## What you have to do:
Each line from the beginning of the entries below through the line that includes "receivable = self.store.cancel_receivable(id, tenant_id).await?;" must be returned exactly as given.

·····

/// Tenant-scoped reads and cancellation of receivables

use crate::error::{BillingError, BillingResult};
use crate::models::receivable::Receivable;
use crate::store::BillingStore;
use std::sync::Arc;
use tracing::info;
use uuid::Uuid;

#[derive(Clone)]
pub struct ReceivableService {
    store: Arc<dyn BillingStore>,
}

impl ReceivableService {
    pub fn new(store: Arc<dyn BillingStore>) -> Self {
        Self { store }
    }

    /// Fetches a receivable, NotFound if it does not belong to the tenant
    pub async fn get(&self, tenant_id: Uuid, id: Uuid) -> BillingResult<Receivable> {
        self.store
            .find_receivable(id, tenant_id)
            .await?
            .ok_or_else(|| BillingError::not_found("Receivable"))
    }

    /// Cancels an unpaid receivable
    ///
    /// A cancelled receivable frees its billing period: the next generator
    /// run may issue a new invoice for it.
    pub async fn cancel(&self, tenant_id: Uuid, id: Uuid) -> BillingResult<Receivable> {
        let receivable = self.store.cancel_receivable(id, tenant_id).await?;
        info!(tenant_id = %tenant_id, receivable_id = %id, "Receivable cancelled");
        Ok(receivable)
    }
}
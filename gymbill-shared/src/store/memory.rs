/// In-memory implementation of [`BillingStore`]
///
/// Used by the service and HTTP test suites and for local tooling. Every
/// multi-step operation runs against a copy of the state that replaces the
/// original only if the whole operation succeeds, which gives the same
/// all-or-nothing behavior as a database transaction.
///
/// Faults can be injected to exercise failure paths:
///
/// ```
/// use gymbill_shared::store::memory::{Faults, MemoryStore};
///
/// # async fn example() {
/// let store = MemoryStore::new();
/// store.set_faults(Faults { fail_movement_insert: true, ..Faults::default() }).await;
/// // register_receivable_payment now fails after updating the invoice,
/// // and the update is discarded.
/// # }
/// ```

use super::{BillingStore, PaymentReceipt};
use super::postgres::NO_OPEN_DRAWER;
use crate::calendar::PeriodReference;
use crate::error::{BillingError, BillingResult};
use crate::models::cash_drawer::{BalanceGuard, CashDrawer, ClosingSummary, Movement, NewMovement};
use crate::models::invoice::{InvoiceKind, InvoiceStatus, PaymentIntent};
use crate::models::membership::{Membership, MembershipStatus};
use crate::models::payable::Payable;
use crate::models::plan::{Discount, Plan};
use crate::models::receivable::Receivable;
use async_trait::async_trait;
use chrono::{DateTime, NaiveDate, Utc};
use rust_decimal::Decimal;
use std::collections::{HashMap, HashSet};
use tokio::sync::Mutex;
use uuid::Uuid;

/// Failures to inject into the next operations
#[derive(Debug, Clone, Default)]
pub struct Faults {
    /// Fail every drawer movement insert
    pub fail_movement_insert: bool,

    /// Fail every membership end-date update
    pub fail_end_date_update: bool,

    /// Fail every receivable insert
    pub fail_receivable_insert: bool,

    /// Fail receivable inserts for these memberships
    pub fail_receivable_insert_for: HashSet<Uuid>,
}

impl Faults {
    fn fails_receivable_for(&self, membership_id: Option<Uuid>) -> bool {
        self.fail_receivable_insert
            || membership_id.is_some_and(|id| self.fail_receivable_insert_for.contains(&id))
    }
}

#[derive(Debug, Clone, Default)]
struct MemoryState {
    plans: HashMap<Uuid, Plan>,
    discounts: HashMap<Uuid, Discount>,
    memberships: HashMap<Uuid, Membership>,
    receivables: HashMap<Uuid, Receivable>,
    payables: HashMap<Uuid, Payable>,
    drawers: HashMap<Uuid, CashDrawer>,
}

impl MemoryState {
    fn open_drawer_id(&self, tenant_id: Uuid) -> Option<Uuid> {
        self.drawers
            .values()
            .find(|d| d.tenant_id == tenant_id && d.is_open())
            .map(|d| d.id)
    }

    fn drawer_mut(&mut self, drawer_id: Uuid, tenant_id: Uuid) -> BillingResult<&mut CashDrawer> {
        self.drawers
            .get_mut(&drawer_id)
            .filter(|d| d.tenant_id == tenant_id)
            .ok_or_else(|| BillingError::not_found("Cash drawer"))
    }

    fn period_taken(&self, receivable: &Receivable) -> bool {
        match (receivable.membership_id, &receivable.period_reference) {
            (Some(membership_id), Some(period)) => self.receivables.values().any(|r| {
                r.membership_id == Some(membership_id)
                    && r.period_reference.as_ref() == Some(period)
                    && r.status != InvoiceStatus::Cancelled
            }),
            _ => false,
        }
    }

    fn post(
        &mut self,
        drawer_id: Uuid,
        tenant_id: Uuid,
        movement: NewMovement,
        guard: BalanceGuard,
        now: DateTime<Utc>,
        faults: &Faults,
    ) -> BillingResult<Movement> {
        let drawer = self.drawer_mut(drawer_id, tenant_id)?;
        drawer.admit(&movement, guard)?;

        if faults.fail_movement_insert {
            return Err(injected("cash movement insert"));
        }

        let movement = movement.into_movement(drawer.id, drawer.tenant_id, now);
        drawer.record(movement.clone());
        Ok(movement)
    }
}

fn injected(operation: &str) -> BillingError {
    BillingError::Database(sqlx::Error::Protocol(format!("injected failure: {}", operation)))
}

/// In-memory store
#[derive(Debug, Default)]
pub struct MemoryStore {
    state: Mutex<MemoryState>,
    faults: Mutex<Faults>,
}

impl MemoryStore {
    pub fn new() -> Self {
        Self::default()
    }

    /// Replaces the injected faults
    pub async fn set_faults(&self, faults: Faults) {
        *self.faults.lock().await = faults;
    }

    /// Seeds a plan
    pub async fn insert_plan(&self, plan: Plan) {
        self.state.lock().await.plans.insert(plan.id, plan);
    }

    /// Seeds a discount
    pub async fn insert_discount(&self, discount: Discount) {
        self.state.lock().await.discounts.insert(discount.id, discount);
    }

    /// Seeds a membership
    pub async fn insert_membership(&self, membership: Membership) {
        self.state.lock().await.memberships.insert(membership.id, membership);
    }

    /// Current state of a membership
    pub async fn membership(&self, id: Uuid) -> Option<Membership> {
        self.state.lock().await.memberships.get(&id).cloned()
    }

    /// All receivables, ordered by due date
    pub async fn receivables(&self) -> Vec<Receivable> {
        let mut receivables: Vec<Receivable> = self.state.lock().await.receivables.values().cloned().collect();
        receivables.sort_by_key(|r| (r.due_date, r.created_at));
        receivables
    }

    /// Runs `operation` on a copy of the state and keeps the copy only on success
    async fn atomically<T>(
        &self,
        operation: impl FnOnce(&mut MemoryState, &Faults) -> BillingResult<T> + Send,
    ) -> BillingResult<T> {
        let faults = self.faults.lock().await.clone();
        let mut state = self.state.lock().await;

        let mut draft = state.clone();
        let result = operation(&mut draft, &faults)?;
        *state = draft;

        Ok(result)
    }
}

·····

## Result for this exercise:
/// Tenant-scoped reads and cancellation of receivables

use crate::error::{BillingError, BillingResult};
use crate::models::receivable::Receivable;
use crate::store::BillingStore;
use std::sync::Arc;
use tracing::info;
use uuid::Uuid;

#[derive(Clone)]
pub struct ReceivableService {
    store: Arc<dyn BillingStore>,
}

impl ReceivableService {
    pub fn new(store: Arc<dyn BillingStore>) -> Self {
        Self { store }
    }

    /// Fetches a receivable, NotFound if it does not belong to the tenant
    pub async fn get(&self, tenant_id: Uuid, id: Uuid) -> BillingResult<Receivable> {
        self.store
            .find_receivable(id, tenant_id)
            .await?
            .ok_or_else(|| BillingError::not_found("Receivable"))
    }

    /// Cancels an unpaid receivable
    ///
    /// A cancelled receivable frees its billing period: the next generator
    /// run may issue a new invoice for it.
    pub async fn cancel(&self, tenant_id: Uuid, id: Uuid) -> BillingResult<Receivable> {
        let receivable = self.store.cancel_receivable(id, tenant_id).await?;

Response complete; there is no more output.